Le premier roman parle de trois mois dans la vie de l'ancienne vedette de basket du collège, John Rabbit, maintenant mal marié et qui a 26 ans. Il tente de se déprendre des contraintes que la vie lui impose. Dans le second volet, Culpabilité, sexe, mort et racisme sont traités alors que Rabbit est plaqué par sa femme qui le quitte pour un autre homme, le laissant avec son fils de 13 ans. Réuni avec sa femme dans le troisième volet, Rabbit n'est pas plus satisfait, ni de son mariage, ni de son fils, ni de sa vie en général. Dans le quatrième volet, Rabbit est gros et n'est plus l'ombre de la star de basket qu'il était il y a 40 ans. Le livre se termine sur sa mort. Le cinquième volet nous rappelle John.

1973: Gravity's Rainbow. Thomas Pynchon.
Pynchon plante la majeure partie de son complexe roman en Europe pendant la Second Grand Guerre. Mathématicien de l'écriture, il fait passer son roman de la petite à la grande culture, du dialogue littéraire aux échanges vulgaires, des propos scientifiques aux spéculations métaphysiques. Pynchon inclus habilement de nombreuses réelles situation de la Seconde Grande Guerre qui comblera le féru d'histoire. Fameux.*

1975: J R .William Gaddys.
Digne héritier de Jonathan Swift, Gaddys nous offre une satire du rêve américain à "l'envers" avec son histoire de jeune garçon de 11 ans, bâtissant sa fortune sous des identités fausses au téléphone se magasinant des actions sur les marchés financiers.

1985: Blood Meridian or The Evening Redness in the West. Cormac McCarthy.
Chronique suivant le Kid et la Glanton gang au far-Ouest entre 1849 et 1850. qui chassent les scalps des indiens et des mexicains de la frontière pour de l'argent, par simple plaisir et finalement par compulsion.

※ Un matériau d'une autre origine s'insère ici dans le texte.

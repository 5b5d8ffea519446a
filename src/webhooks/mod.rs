//! Admission webhooks for Cluster defaulting and validation
//!
//! The mutating endpoint fills in registry defaults on create; the validating
//! endpoint rejects creates and updates the stage pipeline refuses, listing
//! every offending field.

mod server;

pub use server::{
    AdmissionRequest, AdmissionResponse, AdmissionReview, WEBHOOK_CERT_PATH, WEBHOOK_KEY_PATH,
    WEBHOOK_PORT, WebhookError, WebhookState, admit_cluster, create_webhook_router,
    default_cluster, run_webhook_server,
};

1985: Lonesome Dove. Larry McMurtry.
La première partie était d'abord écrite pour être un film pour Peter Bogdanovich mettant en vedette John Wayne, James Stewart et Henry Fonda. Toutefois, Wayne a refusé le rôle (sous les conseils de John Ford) et James Stewart a refusé de s'impliquer sans Wayne. Le texte est donc devenu un roman. Il raconte  (sous le couvert de la fiction) les voyages de bétail Charles Goodnight et Oliver Loving, attaqués par les Comanches et les Cheyennes au 19ème siècle au Texas.

1987: Beloved. Toni Morrison.
Inspirée de l'histoire de Margaret Garner, esclave afro-américaine, qui avait fui l'esclavasgisme du Kentucky pour se réfugier en Ohio, État Libre pour les gens de la communauté noire. Morrison plante son histoire à Cincinnatti où un eslcavagiste retrouve une ancienne esclave et la reprend à son service. Afin d'épargner sa fille de 2 ans de cette vie sale, sa mère la tue, mais l'enfant revient la hanter des années plus tard.

1996: Infinite Jest. David Foster Wallace.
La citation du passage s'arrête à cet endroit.